Q: Are unheated gemstones and natural gemstones the same thing?

A: They are not the same. The two terms describe different things — one refers to origin, the other to treatment status.

  • Natural gemstone: Describes where the stone comes from. Any gemstone formed through natural geological processes — as opposed to manufactured in a laboratory (lab-grown) — is a natural gemstone.

  • Unheated gemstone: Describes what has been done to it. An unheated gemstone is a natural stone confirmed by laboratory analysis to have undergone no artificial heat treatment. It is a subset of natural gemstones, not a synonym for them.

In short: an unheated gemstone is always natural, but a natural gemstone is not necessarily unheated. The majority of natural rubies and sapphires on the market are heat-treated — this is standard practice, disclosed on laboratory reports, and widely accepted in the trade.

Q: Are heat-treated gemstones still natural?

A: Yes. Heat treatment is a long-established, industry-accepted optimisation process. It alters a stone's colour or clarity after extraction, but does not change the fundamental nature of the mineral — the stone is still the product of geological formation over millions of years.

Heat treatment is categorically different from laboratory synthesis. A lab-grown gemstone is manufactured under controlled conditions; though chemically similar to a natural stone, its formation process, internal characteristics, and market position are entirely distinct. A heat-treated natural ruby and a lab-grown ruby are not comparable categories.

Treatment status is fully disclosed on laboratory reports. Heated stones will carry a corresponding notation — "indications of heating" on a GRS report, for example — making the distinction clear and verifiable before purchase.

Q: Why is emerald treatment not measured by "unheated" status?

A: Because emeralds cannot be heated. Beryl's structure — with its natural internal fissures (Jardin) — cannot withstand the temperatures used for corundum treatment; heat causes fracture, not improvement.

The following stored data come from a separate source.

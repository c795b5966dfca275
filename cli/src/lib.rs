// Copyright (c) 2026 100monkeys.ai
// SPDX-License-Identifier: AGPL-3.0

//! AEGIS CLI library - exposes testable components

pub mod daemon;
pub mod commands;
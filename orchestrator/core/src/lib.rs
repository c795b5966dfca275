// Copyright (c) 2026 100monkeys.ai
// SPDX-License-Identifier: AGPL-3.0

//! # aegis-judgment-kernel
//!
//! The multi-agent, multi-tier judgment kernel at the heart of AEGIS: it
//! ingests perceptions, routes each through a cognitive tier, aggregates a
//! parallel judge panel into a PBFT-style consensus, applies an online
//! Q-learning update, and self-throttles its own depth under load.
//!
//! ## Layer structure
//!
//! ```text
//! application/    <- the judgment pipeline: panel, consensus, learning,
//!                     residual detection, tier orchestration, scheduling,
//!                     guardrails, action proposer, perception workers
//!     |
//! domain/         <- Cell/Judgment/Consensus records, the event vocabulary,
//!                     collaborator traits, config surface
//!     |
//! infrastructure/ <- the in-memory event bus and the in-memory Storage
//!                     implementation used until a real backend is wired
//! ```
//!
//! Transport, LLM adapters, persistence backends, perception source
//! adapters, embedding providers and dashboards are collaborators this
//! crate depends on as traits only ([`domain::collaborators`]); their
//! concrete implementations live outside the core.

pub mod application;
pub mod domain;
pub mod infrastructure;

pub use application::kernel::Kernel;
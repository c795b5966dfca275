// Copyright (c) 2026 100monkeys.ai
// SPDX-License-Identifier: AGPL-3.0

//! In-memory implementations of the §6 collaborator traits. These back the
//! kernel's own tests and give a caller that has not wired a real backend
//! yet something that works out of the box.

use std::collections::HashMap;
use std::sync::Arc;

use async_trait::async_trait;
use parking_lot::Mutex;

use crate::domain::action::{ActionId, ProposedAction};
use crate::domain::collaborators::{
    ActionProposalRepository, JudgmentRepository, LearningRepository, QTableRepository,
    ScholarRepository, Storage, StorageError,
};
use crate::domain::judgment::{Judgment, JudgmentId};
use crate::domain::qtable::{QEntry, QKey};
use crate::domain::residual::ResidualPoint;

#[derive(Default)]
pub struct InMemoryJudgmentRepository {
    judgments: Mutex<Vec<Judgment>>,
}

#[async_trait]
impl JudgmentRepository for InMemoryJudgmentRepository {
    async fn save(&self, judgment: &Judgment) -> Result<(), StorageError> {
        let mut judgments = self.judgments.lock();
        if let Some(existing) = judgments
            .iter_mut()
            .find(|j| j.judgment_id == judgment.judgment_id)
        {
            *existing = judgment.clone();
        } else {
            judgments.push(judgment.clone());
        }
        Ok(())
    }

    async fn find_by_id(&self, id: JudgmentId) -> Result<Option<Judgment>, StorageError> {
        Ok(self
            .judgments
            .lock()
            .iter()
            .find(|j| j.judgment_id == id)
            .cloned())
    }

    async fn find_recent(&self, limit: usize) -> Result<Vec<Judgment>, StorageError> {
        let judgments = self.judgments.lock();
        Ok(judgments.iter().rev().take(limit).cloned().collect())
    }
}

#[derive(Default)]
pub struct InMemoryQTableRepository {
    entries: Mutex<HashMap<QKey, QEntry>>,
}

#[async_trait]
impl QTableRepository for InMemoryQTableRepository {
    async fn save_batch(&self, entries: &[(QKey, QEntry)]) -> Result<(), StorageError> {
        let mut table = self.entries.lock();
        for (key, entry) in entries {
            table.insert(key.clone(), entry.clone());
        }
        Ok(())
    }

    async fn load(&self, key: &QKey) -> Result<Option<QEntry>, StorageError> {
        Ok(self.entries.lock().get(key).cloned())
    }

    async fn load_all(&self) -> Result<Vec<(QKey, QEntry)>, StorageError> {
        Ok(self
            .entries
            .lock()
            .iter()
            .map(|(k, v)| (k.clone(), v.clone()))
            .collect())
    }
}

struct RawLearningEvent {
    state_key: String,
    action: String,
    reward: f64,
    judgment_id: Option<JudgmentId>,
}

#[derive(Default)]
pub struct InMemoryLearningRepository {
    events: Mutex<Vec<RawLearningEvent>>,
}

#[async_trait]
impl LearningRepository for InMemoryLearningRepository {
    async fn record(
        &self,
        state_key: &str,
        action: &str,
        reward: f64,
        judgment_id: Option<JudgmentId>,
    ) -> Result<(), StorageError> {
        self.events.lock().push(RawLearningEvent {
            state_key: state_key.to_string(),
            action: action.to_string(),
            reward,
            judgment_id,
        });
        Ok(())
    }
}

#[derive(Default)]
pub struct InMemoryResidualRepository {
    points: Mutex<Vec<ResidualPoint>>,
}

#[async_trait]
impl ResidualRepository for InMemoryResidualRepository {
    async fn save(&self, point: &ResidualPoint) -> Result<(), StorageError> {
        self.points.lock().push(point.clone());
        Ok(())
    }

    async fn recent(&self, limit: usize) -> Result<Vec<ResidualPoint>, StorageError> {
        let points = self.points.lock();
        Ok(points.iter().rev().take(limit).cloned().collect())
    }
}

use crate::domain::collaborators::ResidualRepository;

/// Scholar's read-only similarity lookup, backed by nothing but the
/// learning repository's own keys: without a real embedding index this
/// just returns entries sharing the same `state_key` prefix up to the
/// reality segment, which is enough for the Scholar judge to blend a
/// "have I seen this before" signal (§9 cyclic-reference note).
#[derive(Default)]
pub struct InMemoryScholarRepository {
    seen: Mutex<Vec<QKey>>,
}

impl InMemoryScholarRepository {
    pub fn record(&self, key: QKey) {
        let mut seen = self.seen.lock();
        if !seen.contains(&key) {
            seen.push(key);
        }
    }
}

#[async_trait]
impl ScholarRepository for InMemoryScholarRepository {
    async fn similar(&self, state_key: &str, limit: usize) -> Result<Vec<QKey>, StorageError> {
        let reality = state_key.split(':').next().unwrap_or(state_key);
        Ok(self
            .seen
            .lock()
            .iter()
            .filter(|k| k.state_key.starts_with(reality))
            .take(limit)
            .cloned()
            .collect())
    }
}

#[derive(Default)]
pub struct InMemoryActionProposalRepository {
    actions: Mutex<Vec<ProposedAction>>,
}

#[async_trait]
impl ActionProposalRepository for InMemoryActionProposalRepository {
    async fn save(&self, action: &ProposedAction) -> Result<(), StorageError> {
        let mut actions = self.actions.lock();
        if let Some(existing) = actions
            .iter_mut()
            .find(|a| a.action_id == action.action_id)
        {
            *existing = action.clone();
        } else {
            actions.push(action.clone());
        }
        Ok(())
    }

    async fn find_by_id(&self, id: ActionId) -> Result<Option<ProposedAction>, StorageError> {
        Ok(self
            .actions
            .lock()
            .iter()
            .find(|a| a.action_id == id)
            .cloned())
    }

    async fn pending(&self, limit: usize) -> Result<Vec<ProposedAction>, StorageError> {
        use crate::domain::action::ActionStatus;
        let mut pending: Vec<ProposedAction> = self
            .actions
            .lock()
            .iter()
            .filter(|a| a.status == ActionStatus::Pending)
            .cloned()
            .collect();
        pending.sort_by(|a, b| {
            a.priority
                .cmp(&b.priority)
                .then(a.proposed_at.cmp(&b.proposed_at))
        });
        pending.truncate(limit);
        Ok(pending)
    }
}

/// Build a fully in-memory [`Storage`] aggregate, suitable for tests and
/// for running the kernel before a real persistence backend is wired in.
pub struct InMemoryStorage;

impl InMemoryStorage {
    pub fn new_storage() -> Arc<Storage> {
        Arc::new(Storage {
            judgments: Arc::new(InMemoryJudgmentRepository::default()),
            qtable: Arc::new(InMemoryQTableRepository::default()),
            learning: Arc::new(InMemoryLearningRepository::default()),
            residuals: Arc::new(InMemoryResidualRepository::default()),
            scholar: Arc::new(InMemoryScholarRepository::default()),
            action_proposals: Arc::new(InMemoryActionProposalRepository::default()),
        })
    }
}

#[cfg(test)]
mod tests {
    use super::*;
    use crate::domain::cell::{CellId, Reality};
    use crate::domain::judgment::Verdict;

    #[tokio::test]
    async fn judgment_save_is_idempotent_on_id() {
        let repo = InMemoryJudgmentRepository::default();
        let judgment = crate::domain::judgment::JudgmentBuilder::new(
            CellId::new(),
            "code:judge:present:0",
            Reality::Code,
            crate::domain::tier::Tier::Micro,
        )
        .scores(70.0, 0.5)
        .build();

        repo.save(&judgment).await.unwrap();
        repo.save(&judgment).await.unwrap();

        let found = repo.find_by_id(judgment.judgment_id).await.unwrap().unwrap();
        assert_eq!(found.verdict, Verdict::Wag);
        assert_eq!(repo.find_recent(10).await.unwrap().len(), 1);
    }

    #[tokio::test]
    async fn action_pending_orders_by_priority_then_time() {
        use crate::domain::action::ActionType;
        use crate::domain::judgment::JudgmentId;

        let repo = InMemoryActionProposalRepository::default();
        let low_priority = ProposedAction::new(
            JudgmentId::new(),
            "s",
            Verdict::Growl,
            Reality::Market,
            ActionType::Monitor,
            3,
            "watch it",
        );
        let high_priority = ProposedAction::new(
            JudgmentId::new(),
            "s",
            Verdict::Bark,
            Reality::Code,
            ActionType::Investigate,
            1,
            "look now",
        );
        repo.save(&low_priority).await.unwrap();
        repo.save(&high_priority).await.unwrap();

        let pending = repo.pending(10).await.unwrap();
        assert_eq!(pending[0].action_id, high_priority.action_id);
    }
}
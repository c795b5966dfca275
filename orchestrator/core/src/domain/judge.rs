// Copyright (c) 2026 100monkeys.ai
// SPDX-License-Identifier: AGPL-3.0

//! The uniform judge contract (§4.2, §9 "Judges as polymorphic uniform
//! contract"). Concrete judges — heuristic, LLM-backed, retrieval-backed,
//! predictor — all implement [`Judge`] so the panel can hold them as a
//! single `Vec<Arc<dyn Judge>>` and iterate uniformly.

use std::collections::HashSet;

use async_trait::async_trait;
use thiserror::Error;

use crate::domain::cell::{Cell, Reality};
use crate::domain::tier::Tier;
use crate::domain::vote::DogVote;

#[derive(Debug, Error)]
pub enum JudgeError {
    #[error("judge timed out after {0}ms")]
    Timeout(u64),

    #[error("judge exceeded its cost cap: spent ${spent:.4} of ${cap:.4}")]
    CostExceeded { spent: f64, cap: f64 },

    #[error("judge execution failed: {0}")]
    ExecutionFailed(String),

    #[error("judge is unhealthy and was skipped")]
    Unhealthy,
}

#[derive(Debug, Clone, Copy, PartialEq, Eq, serde::Serialize, serde::Deserialize)]
#[serde(rename_all = "snake_case")]
pub enum JudgeHealth {
    Healthy,
    Degraded,
    Unhealthy,
    Unknown,
}

#[derive(Debug, Clone)]
pub struct JudgeCapabilities {
    pub min_tier: Tier,
    pub uses_llm: bool,
    pub supported_realities: HashSet<Reality>,
    /// Reputation dimension score in `[0, 100]`; judges below 38.2 are
    /// skipped by the reputation filter (§4.2) unless they are the
    /// designated coordinator.
    pub reputation: f64,
    pub is_coordinator: bool,
    /// The one judge in the panel permitted to set `veto = true`.
    pub is_guardian: bool,
}

/// The uniform contract every specialist judge implements.
#[async_trait]
pub trait Judge: Send + Sync {
    fn judge_id(&self) -> &str;

    async fn analyze(
        &self,
        cell: &Cell,
        budget_usd: f64,
        context_hints: &[String],
    ) -> Result<DogVote, JudgeError>;

    async fn health(&self) -> JudgeHealth;

    fn capabilities(&self) -> JudgeCapabilities;
}

#[cfg(test)]
mod tests {
    use super::*;

    #[test]
    fn health_round_trips_through_json() {
        let serialized = serde_json::to_string(&JudgeHealth::Degraded).unwrap();
        assert_eq!(serialized, "\"degraded\"");
        let back: JudgeHealth = serde_json::from_str(&serialized).unwrap();
        assert_eq!(back, JudgeHealth::Degraded);
    }
}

What is assessed instead is clarity modification: whether fissures have been filled with cedar oil or synthetic resin. GRS, Gübelin, and SSEF grade this on a standardised scale from "no indications of clarity modification" through minor, moderate, to significant, with the filler type specified. When evaluating an emerald, the question is the filling level and filler type — not heat treatment.

Q: If two stones look similar, why does the unheated one cost more?

A: The price reflects more than appearance. You are paying for the irreproducibility of natural conditions — not only the colour you see.

A heat-treated sapphire or ruby achieves its final appearance through a combination of what the earth produced and what human intervention added. An unheated stone's colour is determined entirely by the geological chemistry of its source — chromium concentration, trace element distribution, crystallographic structure — with no post-extraction modification. The visual similarity between a heated and an unheated stone does not make them equivalent in origin.

Supply is also a factor. With over 90% of rubies and sapphires on the market having undergone heat treatment, stones that pass the scrutiny of a top-tier laboratory with a "no indications of heating" conclusion represent a small fraction of available material. At Christie's Geneva in May 2024, an 8.01-carat unheated Burmese ruby graded Pigeon Blood sold for approximately USD 6.4 million. That figure is the market's direct assessment of what natural preservation, at this level of rarity and certification, is worth.